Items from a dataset
//! Sequence normalization
//!
//! Every metric in this crate compares ordered sequences of symbols. Callers
//! hand in either text, which is split into its characters (or grapheme
//! clusters), or a list of tokens, which is used as-is. Both forms end up as
//! a [`Sequence`] of `&str` symbols, so a text can be compared against a token
//! list symbol by symbol.

use crate::error::{DistanceError, Result};
use ahash::AHashMap;
use serde::{Deserialize, Serialize};
use serde_json::Value;
use smallvec::SmallVec;
use std::hash::Hash;
use unicode_segmentation::UnicodeSegmentation;

/// How text inputs are split into symbols
#[derive(Debug, Clone, Copy, Default, PartialEq, Eq, Hash, Serialize, Deserialize)]
#[serde(rename_all = "snake_case")]
pub enum Segmentation {
    /// One symbol per Unicode scalar value
    #[default]
    Chars,
    /// One symbol per extended grapheme cluster (emoji sequences, combining marks)
    Graphemes,
}

/// A comparable input: text or an ordered list of tokens.
#[derive(Debug, Clone, PartialEq, Eq)]
pub enum Input<'a> {
    /// Split into symbols according to a [`Segmentation`]
    Text(&'a str),
    /// Passed through unchanged, one symbol per token
    Tokens(Vec<&'a str>),
}

impl<'a> Input<'a> {
    /// Resolve a dynamically typed value into an input.
    ///
    /// Strings become [`Input::Text`], arrays of strings become
    /// [`Input::Tokens`]. Anything else is not comparable.
    ///
    /// # Errors
    ///
    /// Returns [`DistanceError::TypeMismatch`] for numbers, booleans, null,
    /// objects, and arrays holding anything other than strings.
    pub fn from_value(value: &'a Value) -> Result<Self> {
        match value {
            Value::String(s) => Ok(Input::Text(s)),
            Value::Array(items) => items
                .iter()
                .map(|item| match item {
                    Value::String(s) => Ok(s.as_str()),
                    other => Err(DistanceError::TypeMismatch(format!(
                        "array containing {}",
                        value_kind(other)
                    ))),
                })
                .collect::<Result<Vec<_>>>()
                .map(Input::Tokens),
            other => Err(DistanceError::TypeMismatch(value_kind(other).to_string())),
        }
    }

    /// Produce the symbol sequence for this input.
    #[must_use]
    pub fn normalize(&self, segmentation: Segmentation) -> Sequence<'a> {
        match self {
            Input::Text(s) => Sequence::from_text(s, segmentation),
            Input::Tokens(tokens) => tokens.iter().copied().collect(),
        }
    }
}

impl<'a> From<&'a str> for Input<'a> {
    fn from(s: &'a str) -> Self {
        Input::Text(s)
    }
}

impl<'a> From<&'a String> for Input<'a> {
    fn from(s: &'a String) -> Self {
        Input::Text(s)
    }
}

impl<'a> From<&'a [&'a str]> for Input<'a> {
    fn from(tokens: &'a [&'a str]) -> Self {
        Input::Tokens(tokens.to_vec())
    }
}

impl<'a> From<&'a [String]> for Input<'a> {
    fn from(tokens: &'a [String]) -> Self {
        Input::Tokens(tokens.iter().map(String::as_str).collect())
    }
}

impl<'a> From<Vec<&'a str>> for Input<'a> {
    fn from(tokens: Vec<&'a str>) -> Self {
        Input::Tokens(tokens)
    }
}

fn value_kind(value: &Value) -> &'static str {
    match value {
        Value::Null => "null",
        Value::Bool(_) => "boolean",
        Value::Number(_) => "number",
        Value::String(_) => "string",
        Value::Array(_) => "array",
        Value::Object(_) => "object",
    }
}

/// Normalized ordered sequence of symbols.
#[derive(Debug, Clone, Default, PartialEq, Eq, Hash)]
pub struct Sequence<'a> {
    symbols: SmallVec<[&'a str; 32]>,
}

impl<'a> Sequence<'a> {
    /// Split text into symbols.
    #[must_use]
    pub fn from_text(text: &'a str, segmentation: Segmentation) -> Self {
        let symbols = match segmentation {
            Segmentation::Chars => text
                .char_indices()
                .map(|(i, c)| &text[i..i + c.len_utf8()])
                .collect(),
            Segmentation::Graphemes => text.graphemes(true).collect(),
        };
        Self { symbols }
    }

    #[must_use]
    pub fn symbols(&self) -> &[&'a str] {
        &self.symbols
    }

    #[must_use]
    pub fn len(&self) -> usize {
        self.symbols.len()
    }

    #[must_use]
    pub fn is_empty(&self) -> bool {
        self.symbols.is_empty()
    }
}

impl<'a> FromIterator<&'a str> for Sequence<'a> {
    fn from_iter<I: IntoIterator<Item = &'a str>>(iter: I) -> Self {
        Self {
            symbols: iter.into_iter().collect(),
        }
    }
}

impl<'a> From<&'a str> for Sequence<'a> {
    fn from(text: &'a str) -> Self {
        Sequence::from_text(text, Segmentation::Chars)
    }
}

/// Assign a dense id to every distinct symbol of `a` and `b`.
///
/// Ids follow first appearance, scanning `a` then `b`, so the map length is
/// the size of the shared alphabet.
#[must_use]
pub fn symbol_ids<'t, T: Eq + Hash>(a: &'t [T], b: &'t [T]) -> AHashMap<&'t T, usize> {
    let mut ids: AHashMap<&T, usize> = AHashMap::with_capacity((a.len() + b.len()).min(64));
    for symbol in a.iter().chain(b.iter()) {
        let next = ids.len();
        ids.entry(symbol).or_insert(next);
    }
    ids
}

#[cfg(test)]
mod tests {
    use super::*;
    use serde_json::json;

    #[test]
    fn test_text_splits_into_chars() {
        let seq = Input::from("abc").normalize(Segmentation::Chars);
        assert_eq!(seq.symbols(), &["a", "b", "c"]);
    }

    #[test]
    fn test_tokens_pass_through() {
        let tokens = ["ACGT", "TTAG"];
        let seq = Input::from(&tokens[..]).normalize(Segmentation::Chars);
        assert_eq!(seq.symbols(), &["ACGT", "TTAG"]);
    }

    #[test]
    fn test_multibyte_chars() {
        let seq = Sequence::from("café");
        assert_eq!(seq.len(), 4);
        assert_eq!(seq.symbols()[3], "é");
    }

    #[test]
    fn test_graphemes() {
        // e + combining acute accent is two chars but one grapheme
        let text = "cafe\u{0301}";
        assert_eq!(Sequence::from_text(text, Segmentation::Chars).len(), 5);
        assert_eq!(Sequence::from_text(text, Segmentation::Graphemes).len(), 4);
    }

    #[test]
    fn test_from_value() {
        let text = json!("rick");
        assert_eq!(Input::from_value(&text), Ok(Input::Text("rick")));

        let tokens = json!(["a", "bc"]);
        assert_eq!(
            Input::from_value(&tokens),
            Ok(Input::Tokens(vec!["a", "bc"]))
        );
    }

    #[test]
    fn test_from_value_type_mismatch() {
        assert!(matches!(
            Input::from_value(&json!(42)),
            Err(DistanceError::TypeMismatch(_))
        ));
        assert!(matches!(
            Input::from_value(&json!({"a": 1})),
            Err(DistanceError::TypeMismatch(_))
        ));
        let err = Input::from_value(&json!(["a", 1])).unwrap_err();
        assert!(err.to_string().contains("array containing number"));
    }

    #[test]
    fn test_symbol_ids() {
        let a: Vec<char> = "abca".chars().collect();
        let b: Vec<char> = "cd".chars().collect();
        let ids = symbol_ids(&a, &b);
        assert_eq!(ids.len(), 4);
        assert_eq!(ids[&'a'], 0);
        assert_eq!(ids[&'d'], 3);
    }

    #[test]
    fn test_empty() {
        assert!(Sequence::from("").is_empty());
        assert!(Input::Tokens(Vec::new()).normalize(Segmentation::Chars).is_empty());
    }
}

• **Assignment**: From the first line of the entries above to the line with "symbol by symbol.", please return every line exactly, keeping both ends.

• **Response box**:
//! Sequence normalization
//!
//! Every metric in this crate compares ordered sequences of symbols. Callers
//! hand in either text, which is split into its characters (or grapheme
//! clusters), or a list of tokens, which is used as-is. Both forms end up as
//! a [`Sequence`] of `&str` symbols, so a text can be compared against a token
//! list symbol by symbol.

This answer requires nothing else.